Hybrid optical fiber for light-induced superconductivity
Evgeny Sedov, Irina Sedova, Sergey Arakelian, Giuseppe Eramo, and, Alexey Kavokin

TL;DR
This paper proposes a novel optical fiber design that uses light-induced exciton-polariton condensates to enhance superconductivity in a fiber, potentially enabling long-distance supercurrent transport at higher temperatures.
Contribution
It introduces a hybrid fiber structure with a perovskite cladding layer to optically induce and control high-temperature superconductivity in the outer superconductor layer.
Findings
Simulations confirm the feasibility of the proposed fiber design.
Coupling with exciton-polaritons can significantly raise the superconductor's critical temperature.

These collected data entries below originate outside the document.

//! Main entrypoint for running Stormfield

use std::sync::Arc;

use clap::Parser as _;
use color_eyre::eyre::{ContextCompat as _, Result};
use tracing_subscriber::{layer::SubscriberExt as _, util::SubscriberInitExt as _, Layer as _};

use crate::cli_args::CliArgs;
use crate::renderer::Renderer;
use crate::shared_state::SharedState;

/// Commands to control the various tasks.
#[non_exhaustive]
#[derive(Clone, Copy, Debug)]
pub enum Protocol {
    /// The user's TTY was resized: a fresh measurement of the host container.
    Resize {
        /// Width of new terminal, in cells.
        width: u16,
        /// Height of new terminal, in cells.
        height: u16,
    },
    /// Fresh engine parameters derived by the adapter.
    Storm(crate::adapter::StormParams),
    /// The entire application is exiting.
    End,
}

/// Main entrypoint.
pub async fn run(state_arc: &Arc<SharedState>) -> Result<()> {
    let cli_args = setup(state_arc).await?;
    let protocol_tx = state_arc.protocol_tx.clone();

    let (frames_tx, frames_rx) = tokio::sync::mpsc::channel(4);
    let renderer_handle = Renderer::start(Arc::clone(state_arc), frames_rx);

    // Subscribe every task before the first measurement is broadcast, so
    // nobody can miss it.
    let widget_handle = match cli_args.widget {
        crate::cli_args::Widget::Storm => {
            let adapter_protocol = protocol_tx.subscribe();
            let adapter_state = Arc::clone(state_arc);
            tokio::spawn(async move {
                crate::adapter::Adapter::start(adapter_state, adapter_protocol).await
            });

            let storm_protocol = protocol_tx.subscribe();
            let storm_state = Arc::clone(state_arc);
            tokio::spawn(async move {
                crate::storm::main::Storm::start(storm_state, storm_protocol, frames_tx).await
            })
        }
        crate::cli_args::Widget::Polygon => {
            let polygon_protocol = protocol_tx.subscribe();
            let polygon_state = Arc::clone(state_arc);
            tokio::spawn(async move {
                crate::polygon::Polygon::start(polygon_state, polygon_protocol, frames_tx).await
            })
        }
    };

    let signal_tx = protocol_tx.clone();
    tokio::spawn(async move {
        if tokio::signal::ctrl_c().await.is_ok() {
            broadcast_protocol_end(&signal_tx);
        }
    });

    // The first measurement of the host. Without a usable TTY there is no
    // drawing surface at all: everything winds down without an error.
    match Renderer::get_users_tty_size() {
        Ok(size) => {
            let columns: u16 = size.cols.try_into()?;
            let rows: u16 = size.rows.try_into()?;
            state_arc.set_tty_size(columns, rows).await;
            protocol_tx.send(Protocol::Resize {
                width: columns,
                height: rows,
            })?;
        }
        Err(error) => {
            tracing::warn!("No usable TTY, nothing to draw onto: {error:?}");
            broadcast_protocol_end(&protocol_tx);
        }
    }

    widget_handle.await??;
    renderer_handle.await??;

    Ok(())
}

/// Signal all task loops to exit.
///
/// We keep it in its own function because we need to handle the error
/// separately. If the error were to be bubbled with `?` as usual, there's a
/// chance it would never be logged, because the protocol end signal is itself
/// what allows the central error handler to even be reached.
pub fn broadcast_protocol_end(protocol_tx: &tokio::sync::broadcast::Sender<Protocol>) {
    tracing::debug!("Broadcasting the protocol `End` message to all listeners");
    let result = protocol_tx.send(Protocol::End);
    if let Err(error) = result {
        tracing::error!("{error:?}");
    }
}

/// Prepare the application to start.
async fn setup(state: &Arc<SharedState>) -> Result<CliArgs> {
    let cli_args = CliArgs::parse();

    let config_result = crate::config::Config::load(cli_args.config.as_deref());
    let mut config = match config_result {
        Ok(config) => config,
        Err(config_error) => {
            color_eyre::eyre::bail!("Bad config file: {config_error:?}");
        }
    };

    if cli_args.hidden {
        config.hidden = true;
    }

    *state.config.write().await = config;

    setup_logging(cli_args.clone(), state).await?;

    tracing::info!("Starting Stormfield");
    tracing::debug!("Loaded config: {:?}", state.config.read().await);

    Ok(cli_args)
}

/// Setup logging.
async fn setup_logging(cli_args: CliArgs, state: &Arc<SharedState>) -> Result<()> {
    let are_log_filters_manually_set = std::env::var("STORMFIELD_LOG").is_ok();
    let mut path = state.config.read().await.log_path.clone();

    if let Some(cli_override_path) = cli_args.log_path {
        path = cli_override_path;
    }

    let mut level = state.config.read().await.log_level.clone();
    if let Some(cli_override_level) = cli_args.log_level {
        level = cli_override_level;
    }
    let level_as_string = format!("{level:?}").to_lowercase();

    let is_loggable =
        !matches!(level, crate::config::LogLevel::Off) || are_log_filters_manually_set;
    if !is_loggable {
        return Ok(());
    }

    let directory = path.parent().context("Couldn't get log path's parent")?;
    std::fs::create_dir_all(directory)?;
    let file = std::fs::File::create(&path)?;

    let filters = if are_log_filters_manually_set {
        if let Ok(user_filters) = std::env::var("STORMFIELD_LOG") {
            std::env::set_var("RUST_LOG", user_filters);
        }
        tracing_subscriber::EnvFilter::builder()
            .with_default_directive("error".parse()?)
            .from_env_lossy()
    } else {
        tracing_subscriber::EnvFilter::builder()
            .with_default_directive("off".parse()?)
            .from_env_lossy()
            .add_directive(format!("stormfield={level_as_string}").parse()?)
    };

    let logfile_layer = tracing_subscriber::fmt::layer()
        .with_writer(file)
        .with_filter(filters);
    tracing_subscriber::registry().with(logfile_layer).init();

    let mut is_logging = state.is_logging.write().await;
    *is_logging = true;
    drop(is_logging);

    Ok(())
}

The fiber enables potential long-distance superconducting current transmission.
Abstract
We exploit the recent proposals for the light-induced superconductivity mediated by a Bose-Einstein condensate of exciton-polaritons to design a superconducting fiber that would enable long-distance transport of a supercurrent at elevated temperatures. The proposed fiber consists of a conventional core made of a silica glass with the first cladding layer formed by a material sustaining dipole-polarised excitons with a binding energy exceeding 25 meV. To be specific, we consider a perovskite cladding layer of 20 nm width. The second cladding layer is made of a conventional superconductor such as aluminium. The fiber is covered by a conventional coating buffer and by a plastic outer jacket. We argue that the critical temperature for a superconducting phase transition in the second cladding layer may be strongly enhanced due to the coupling of the superconductor to a bosonic condensate of…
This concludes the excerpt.